• MATERIAL SUPPLIED:
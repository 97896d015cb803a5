//! In-memory transport for testing.

use std::{collections::VecDeque, sync::Mutex};

use serde_json::{json, Value};

use crate::{
    error::Result,
    transport::{ApiRequest, ApiResponse, Method, Transport},
};

type Handler = Box<dyn Fn(&ApiRequest) -> ApiResponse + Send + Sync>;

enum Responder {
    /// Answers in order; the last response repeats.
    Queue(VecDeque<ApiResponse>),
    Handler(Handler),
}

struct Route {
    method: Method,
    path: String,
    query: Vec<(String, String)>,
    responder: Responder,
}

impl Route {
    fn matches(&self, request: &ApiRequest) -> bool {
        self.method == request.method
            && self.path == request.path
            && self
                .query
                .iter()
                .all(|pair| request.query.iter().any(|q| q == pair))
    }
}

/// Scripted transport that records every request.
///
/// Routes are matched on method, path and a subset of query pairs. Later
/// routes take precedence over earlier ones, so a test can register a broad
/// default and then narrow it. Unmatched requests get a 404.
///
/// # Example
///
/// ```
/// use depot_gateway::mock::MockTransport;
/// use depot_gateway::transport::{ApiRequest, Method, Transport};
/// use serde_json::json;
///
/// let mock = MockTransport::new();
/// mock.on(Method::Get, "/tasks/").respond(200, json!({"count": 0, "results": []}));
///
/// let response = mock.send(&ApiRequest::get("/tasks/")).unwrap();
/// assert_eq!(response.status, 200);
/// assert_eq!(mock.count(Method::Get, "/tasks/"), 1);
/// ```
#[derive(Default)]
pub struct MockTransport {
    routes: Mutex<Vec<Route>>,
    requests: Mutex<Vec<ApiRequest>>,
}

/// Builder returned by [`MockTransport::on`].
pub struct RouteBuilder<'a> {
    mock: &'a MockTransport,
    method: Method,
    path: String,
    query: Vec<(String, String)>,
}

impl RouteBuilder<'_> {
    /// Only match requests carrying this query pair.
    pub fn with_query(mut self, key: impl Into<String>, value: impl Into<String>) -> Self {
        self.query.push((key.into(), value.into()));
        self
    }

    pub fn respond(self, status: u16, body: Value) {
        self.respond_seq([(status, body)]);
    }

    /// Answers with each response in turn, repeating the last one.
    pub fn respond_seq(self, responses: impl IntoIterator<Item = (u16, Value)>) {
        let queue = responses
            .into_iter()
            .map(|(status, body)| ApiResponse::new(status, body))
            .collect();
        self.install(Responder::Queue(queue));
    }

    pub fn handle<F>(self, handler: F)
    where
        F: Fn(&ApiRequest) -> ApiResponse + Send + Sync + 'static,
    {
        self.install(Responder::Handler(Box::new(handler)));
    }

    fn install(self, responder: Responder) {
        let route = Route {
            method: self.method,
            path: self.path,
            query: self.query,
            responder,
        };
        if let Ok(mut routes) = self.mock.routes.lock() {
            routes.push(route);
        }
    }
}

impl MockTransport {
    pub fn new() -> Self {
        Self::default()
    }

    pub fn on(&self, method: Method, path: impl Into<String>) -> RouteBuilder<'_> {
        RouteBuilder {
            mock: self,
            method,
            path: path.into(),
            query: Vec::new(),
        }
    }

    /// Every request received so far, in order.
    pub fn requests(&self) -> Vec<ApiRequest> {
        self.requests
            .lock()
            .map(|requests| requests.clone())
            .unwrap_or_default()
    }

    /// Requests with this method whose path starts with `prefix`.
    pub fn matching(&self, method: Method, prefix: &str) -> Vec<ApiRequest> {
        self.requests()
            .into_iter()
            .filter(|r| r.method == method && r.path.starts_with(prefix))
            .collect()
    }

    pub fn count(&self, method: Method, prefix: &str) -> usize {
        self.matching(method, prefix).len()
    }

    /// Number of requests that could change backend state.
    pub fn mutations(&self) -> usize {
        self.requests()
            .iter()
            .filter(|r| r.method != Method::Get)
            .count()
    }

    pub fn clear_requests(&self) {
        if let Ok(mut requests) = self.requests.lock() {
            requests.clear();
        }
    }
}

impl Transport for MockTransport {
    fn send(&self, request: &ApiRequest) -> Result<ApiResponse> {
        if let Ok(mut requests) = self.requests.lock() {
            requests.push(request.clone());
        }

        let not_found = || ApiResponse::new(404, json!({"detail": "Not found."}));
        let Ok(mut routes) = self.routes.lock() else {
            return Ok(not_found());
        };

        let Some(route) = routes.iter_mut().rev().find(|route| route.matches(request)) else {
            return Ok(not_found());
        };

        let response = match &mut route.responder {
            Responder::Queue(queue) => {
                if queue.len() > 1 {
                    queue.pop_front().unwrap_or_else(not_found)
                } else {
                    queue.front().cloned().unwrap_or_else(not_found)
                }
            }
            Responder::Handler(handler) => handler(request),
        };
        Ok(response)
    }
}
use depot_id::{Identifier, PackageType, ResourceKind};
use serde_json::{json, Value};

use crate::{
    api::{str_field, Filters, ListPage, Pagination, ResourceApi, TaskRef},
    error::{GatewayError, Result},
    repository::RepositoryApi,
    session::Session,
};

/// Package content units of every type.
pub struct PackageApi<'s> {
    session: &'s Session,
}

impl<'s> PackageApi<'s> {
    pub fn new(session: &'s Session) -> Self {
        Self { session }
    }

    /// Generic operations on one package type.
    pub fn resource(&self, package_type: PackageType) -> Result<ResourceApi<'s>> {
        ResourceApi::for_kind(self.session, ResourceKind::Package(package_type))
    }

    pub fn list(
        &self,
        package_type: PackageType,
        pagination: Pagination,
        filters: &Filters,
    ) -> Result<ListPage> {
        self.resource(package_type)?.list(pagination, filters)
    }

    pub fn read(&self, id: &Identifier) -> Result<Value> {
        let package_type = id.package_type().ok_or_else(|| {
            GatewayError::UnsupportedAction {
                action: "read as a package",
                kind: id.to_string(),
            }
        })?;
        self.resource(package_type)?.read(id)
    }

    /// Filters that scope a package list to the latest version of `repo`,
    /// and to one release of it when given.
    pub fn scope_filters(&self, repo: &Identifier, release: Option<&Identifier>) -> Result<Filters> {
        let version = RepositoryApi::new(self.session).latest_version(repo)?;
        let version = self.session.reference(&version);

        let mut filters = Filters::new();
        if let Some(release) = release {
            filters.insert("release".to_string(), format!("{},{version}", release.uuid()));
        }
        filters.insert("repository_version".to_string(), version);
        Ok(filters)
    }

    /// One page of the packages in a repository's latest version.
    pub fn repository_packages(
        &self,
        repo: &Identifier,
        package_type: PackageType,
        pagination: Pagination,
        release: Option<&Identifier>,
    ) -> Result<ListPage> {
        let filters = self.scope_filters(repo, release)?;
        self.list(package_type, pagination, &filters)
    }

    /// Asks the backend to fetch a package from a URL and create it.
    pub fn create_from_url(
        &self,
        package_type: PackageType,
        url: &str,
        relative_path: Option<&str>,
    ) -> Result<TaskRef> {
        let mut body = json!({ "file_url": url });
        if let Some(path) = relative_path {
            body["relative_path"] = Value::String(path.to_string());
        }
        self.resource(package_type)?.create(body)?.into_task()
    }

    /// The package's name, read from the type's name field.
    pub fn package_name(&self, id: &Identifier) -> Result<String> {
        let record = self.read(id)?;
        let package_type = id
            .package_type()
            .ok_or(GatewayError::MissingField("package type"))?;
        str_field(&record, package_type.name_field()).map(str::to_string)
    }
}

• WHAT IS NEEDED:
In the records, which lines use the word "that"? Report them.

• REPLY:
/// Scripted transport that records every request.
    /// Number of requests that could change backend state.
    /// Filters that scope a package list to the latest version of `repo`,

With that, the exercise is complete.